[Dataset entries]
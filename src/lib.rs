//! # Lexis
//!
//! An in-memory word dictionary kept in three ordered indexes at once: an
//! unbalanced binary search tree, an AVL tree and a threaded binary tree.
//!
//! ## Features
//!
//! - Insert, exact lookup, delete and sorted traversal on every index
//! - Stack-free inorder walks over the threaded tree
//! - Prefix autocomplete ranked by frequency and user picks
//! - Word list, frequency file and session persistence
//! - A benchmark comparing the three representations

pub mod autocomplete;
pub mod benchmark;
pub mod cli;
pub mod config;
pub mod dictionary;
pub mod error;
pub mod loader;
pub mod record;
pub mod tree;

pub mod prelude {
    pub use crate::autocomplete::{PrefixSearchConfig, PrefixSearchEngine};
    pub use crate::config::LexisConfig;
    pub use crate::dictionary::{Dictionary, SharedDictionary};
    pub use crate::error::{LexisError, Result};
    pub use crate::record::WordRecord;
    pub use crate::tree::{AvlTree, BinarySearchTree, IndexKind, ThreadedTree, WordIndex};
}

// Version information
pub const VERSION: &str = env!("CARGO_PKG_VERSION");
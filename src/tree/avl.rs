//! AVL tree.
//!
//! Every node caches the height of its subtree. After an insert or delete
//! the nodes on the path back to the root are re-measured and, where the
//! balance factor leaves `-1..=1`, rotated back into shape. The recursive
//! helpers take the owned subtree root and hand back whichever node ends up
//! on top; callers always store the returned root.

use std::cmp::Ordering;

use crate::record::{WordRecord, normalize_key};
use crate::tree::walk::{self, BinaryNode};
use crate::tree::{IndexKind, WordIndex};

type Link = Option<Box<AvlNode>>;

#[derive(Debug)]
struct AvlNode {
    record: WordRecord,
    left: Link,
    right: Link,
    /// Height of the subtree rooted here; a leaf is 1.
    height: usize,
}

impl AvlNode {
    fn new(record: WordRecord) -> Self {
        AvlNode {
            record,
            left: None,
            right: None,
            height: 1,
        }
    }

    fn update_height(&mut self) {
        self.height = 1 + height_of(&self.left).max(height_of(&self.right));
    }

    /// `height(left) - height(right)`.
    fn balance_factor(&self) -> isize {
        height_of(&self.left) as isize - height_of(&self.right) as isize
    }
}

impl BinaryNode for AvlNode {
    fn record(&self) -> &WordRecord {
        &self.record
    }

    fn left(&self) -> Option<&Self> {
        self.left.as_deref()
    }

    fn right(&self) -> Option<&Self> {
        self.right.as_deref()
    }
}

fn height_of(link: &Link) -> usize {
    link.as_ref().map_or(0, |node| node.height)
}

fn rotate_right(mut node: Box<AvlNode>) -> Box<AvlNode> {
    let Some(mut pivot) = node.left.take() else {
        return node;
    };
    node.left = pivot.right.take();
    node.update_height();
    pivot.right = Some(node);
    pivot.update_height();
    pivot
}

fn rotate_left(mut node: Box<AvlNode>) -> Box<AvlNode> {
    let Some(mut pivot) = node.right.take() else {
        return node;
    };
    node.right = pivot.left.take();
    node.update_height();
    pivot.left = Some(node);
    pivot.update_height();
    pivot
}

/// Refresh the cached height and restore the balance invariant at `node`.
fn rebalance(mut node: Box<AvlNode>) -> Box<AvlNode> {
    node.update_height();
    let factor = node.balance_factor();

    if factor > 1 {
        // left-right
        if node.left.as_ref().is_some_and(|left| left.balance_factor() < 0) {
            node.left = node.left.take().map(rotate_left);
        }
        return rotate_right(node);
    }

    if factor < -1 {
        // right-left
        if node.right.as_ref().is_some_and(|right| right.balance_factor() > 0) {
            node.right = node.right.take().map(rotate_right);
        }
        return rotate_left(node);
    }

    node
}

fn insert_into(link: Link, record: WordRecord, inserted: &mut bool) -> Box<AvlNode> {
    let Some(mut node) = link else {
        *inserted = true;
        return Box::new(AvlNode::new(record));
    };
    match record.cmp_key(&node.record) {
        Ordering::Less => node.left = Some(insert_into(node.left.take(), record, inserted)),
        Ordering::Greater => node.right = Some(insert_into(node.right.take(), record, inserted)),
        Ordering::Equal => return node,
    }
    rebalance(node)
}

fn delete_from(link: Link, key: &str, deleted: &mut bool) -> Link {
    let mut node = link?;
    match key.cmp(node.record.word.as_str()) {
        Ordering::Less => node.left = delete_from(node.left.take(), key, deleted),
        Ordering::Greater => node.right = delete_from(node.right.take(), key, deleted),
        Ordering::Equal => {
            *deleted = true;
            match (node.left.take(), node.right.take()) {
                (None, None) => return None,
                (Some(child), None) | (None, Some(child)) => return Some(child),
                (Some(left), Some(right)) => {
                    let successor = min_record(&right).clone();
                    node.left = Some(left);
                    node.right = delete_from(Some(right), &successor.word, &mut false);
                    node.record = successor;
                }
            }
        }
    }
    Some(rebalance(node))
}

fn min_record(mut node: &AvlNode) -> &WordRecord {
    while let Some(left) = node.left.as_deref() {
        node = left;
    }
    &node.record
}

/// A height-balanced binary search tree keyed by lowercased word.
#[derive(Debug, Default)]
pub struct AvlTree {
    root: Link,
}

impl AvlTree {
    /// Create an empty tree.
    pub fn new() -> Self {
        AvlTree { root: None }
    }

    /// Insert a record, rebalancing on the way back up. Duplicates are
    /// ignored and `false` is returned.
    pub fn insert(&mut self, record: WordRecord) -> bool {
        let mut inserted = false;
        self.root = Some(insert_into(
            self.root.take(),
            record.normalized(),
            &mut inserted,
        ));
        inserted
    }

    /// Look up a record by key.
    pub fn search(&self, key: &str) -> Option<&WordRecord> {
        let key = normalize_key(key);
        walk::find(self.root.as_deref(), &key).map(|node| &node.record)
    }

    /// Look up a record by key for in-place updates.
    pub fn search_mut(&mut self, key: &str) -> Option<&mut WordRecord> {
        let key = normalize_key(key);
        let mut current = self.root.as_deref_mut();
        while let Some(node) = current {
            current = match key.as_str().cmp(node.record.word.as_str()) {
                Ordering::Equal => return Some(&mut node.record),
                Ordering::Less => node.left.as_deref_mut(),
                Ordering::Greater => node.right.as_deref_mut(),
            };
        }
        None
    }

    /// Remove a record by key, rebalancing on the way back up. Returns
    /// `false` if the key is absent.
    pub fn delete(&mut self, key: &str) -> bool {
        let key = normalize_key(key);
        let mut deleted = false;
        self.root = delete_from(self.root.take(), &key, &mut deleted);
        deleted
    }

    /// Visit every record in ascending key order.
    pub fn inorder<F: FnMut(&WordRecord)>(&self, mut visit: F) {
        walk::inorder(self.root.as_deref(), &mut visit);
    }

    /// Height of the tree, read from the root's cached value.
    pub fn height(&self) -> usize {
        height_of(&self.root)
    }

    /// Number of records.
    pub fn count(&self) -> usize {
        walk::count(self.root.as_deref())
    }

    /// Whether the tree is empty.
    pub fn is_empty(&self) -> bool {
        self.root.is_none()
    }

    /// Drop every node.
    pub fn clear(&mut self) {
        self.root = None;
    }

    /// Check the AVL invariant and the cached heights of every node.
    pub fn is_balanced(&self) -> bool {
        fn measure(link: &Link) -> Option<usize> {
            let Some(node) = link else { return Some(0) };
            let left = measure(&node.left)?;
            let right = measure(&node.right)?;
            let height = 1 + left.max(right);
            (left.abs_diff(right) <= 1 && node.height == height).then_some(height)
        }
        measure(&self.root).is_some()
    }
}

impl WordIndex for AvlTree {
    fn kind(&self) -> IndexKind {
        IndexKind::Avl
    }

    fn insert(&mut self, record: WordRecord) -> bool {
        AvlTree::insert(self, record)
    }

    fn search(&self, key: &str) -> Option<&WordRecord> {
        AvlTree::search(self, key)
    }

    fn search_mut(&mut self, key: &str) -> Option<&mut WordRecord> {
        AvlTree::search_mut(self, key)
    }

    fn delete(&mut self, key: &str) -> bool {
        AvlTree::delete(self, key)
    }

    fn for_each_sorted(&self, visit: &mut dyn FnMut(&WordRecord)) {
        walk::inorder(self.root.as_deref(), visit);
    }

    fn collect_prefix(&self, prefix: &str, limit: usize) -> Vec<WordRecord> {
        walk::collect_prefix(self.root.as_deref(), prefix, limit)
    }

    fn height(&self) -> usize {
        AvlTree::height(self)
    }

    fn count(&self) -> usize {
        AvlTree::count(self)
    }

    fn is_empty(&self) -> bool {
        AvlTree::is_empty(self)
    }

    fn clear(&mut self) {
        AvlTree::clear(self)
    }
}
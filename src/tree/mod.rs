//! Ordered word indexes.
//!
//! Three representations share the [`WordIndex`] trait:
//!
//! - [`BinarySearchTree`]: unbalanced, shape follows insertion order.
//! - [`AvlTree`]: height-balanced through rotations.
//! - [`ThreadedTree`]: arena-backed tree whose empty child slots hold
//!   inorder threads, so it can be walked without a stack.
//!
//! Keys are compared as ASCII-lowercased byte strings. Every operation that
//! takes a key normalizes it first, so callers may pass any casing.

pub mod avl;
pub mod bst;
pub mod threaded;
pub(crate) mod walk;

use std::fmt;
use std::str::FromStr;

use clap::ValueEnum;
use serde::{Deserialize, Serialize};

use crate::error::LexisError;
use crate::record::WordRecord;

pub use avl::AvlTree;
pub use bst::BinarySearchTree;
pub use threaded::ThreadedTree;

/// Selects one of the three index representations.
#[derive(ValueEnum, Debug, Clone, Copy, Default, PartialEq, Eq, Hash, Serialize, Deserialize)]
#[serde(rename_all = "lowercase")]
pub enum IndexKind {
    /// Unbalanced binary search tree
    #[default]
    Bst,
    /// AVL tree
    Avl,
    /// Threaded binary tree
    #[value(alias = "tbt")]
    #[serde(alias = "tbt")]
    Threaded,
}

impl IndexKind {
    /// All kinds, in the order mutations are applied.
    pub const ALL: [IndexKind; 3] = [IndexKind::Bst, IndexKind::Avl, IndexKind::Threaded];

    /// Short display name.
    pub fn name(&self) -> &'static str {
        match self {
            IndexKind::Bst => "bst",
            IndexKind::Avl => "avl",
            IndexKind::Threaded => "threaded",
        }
    }
}

impl fmt::Display for IndexKind {
    fn fmt(&self, f: &mut fmt::Formatter<'_>) -> fmt::Result {
        f.pad(self.name())
    }
}

impl FromStr for IndexKind {
    type Err = LexisError;

    fn from_str(s: &str) -> Result<Self, Self::Err> {
        match s.to_ascii_lowercase().as_str() {
            "bst" => Ok(IndexKind::Bst),
            "avl" => Ok(IndexKind::Avl),
            "tbt" | "threaded" => Ok(IndexKind::Threaded),
            other => Err(LexisError::invalid_argument(format!(
                "unknown index kind '{other}'"
            ))),
        }
    }
}

/// Common interface of the three ordered indexes.
///
/// Misses and duplicates are reported through `Option` and `bool` rather
/// than errors.
pub trait WordIndex {
    /// Which representation backs this index.
    fn kind(&self) -> IndexKind;

    /// Insert a record. Returns `false` and leaves the stored record untouched
    /// if the key is already present.
    fn insert(&mut self, record: WordRecord) -> bool;

    /// Find the record stored under `key`.
    fn search(&self, key: &str) -> Option<&WordRecord>;

    /// Find the record stored under `key` for in-place updates.
    fn search_mut(&mut self, key: &str) -> Option<&mut WordRecord>;

    /// Remove the record stored under `key`. Returns `false` if absent.
    fn delete(&mut self, key: &str) -> bool;

    /// Visit every record in ascending key order.
    fn for_each_sorted(&self, visit: &mut dyn FnMut(&WordRecord));

    /// Collect records whose key starts with `prefix` (already lowercased), in
    /// ascending key order, stopping after `limit` matches.
    fn collect_prefix(&self, prefix: &str, limit: usize) -> Vec<WordRecord>;

    /// Number of levels; 0 for an empty index.
    fn height(&self) -> usize;

    /// Number of records.
    fn count(&self) -> usize;

    /// Whether the index holds no records.
    fn is_empty(&self) -> bool;

    /// Remove every record.
    fn clear(&mut self);

    /// All records in ascending key order.
    fn sorted_records(&self) -> Vec<WordRecord> {
        let mut records = Vec::new();
        self.for_each_sorted(&mut |record| records.push(record.clone()));
        records
    }

    /// All keys in ascending order.
    fn sorted_keys(&self) -> Vec<String> {
        let mut keys = Vec::new();
        self.for_each_sorted(&mut |record| keys.push(record.word.clone()));
        keys
    }
}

§ To do:
A line belongs in the answer if it contains the word "cached"; copy every such line from the data above.

§ Result of the exercise:
/// Refresh the cached height and restore the balance invariant at `node`.
    /// Height of the tree, read from the root's cached value.
    /// Check the AVL invariant and the cached heights of every node.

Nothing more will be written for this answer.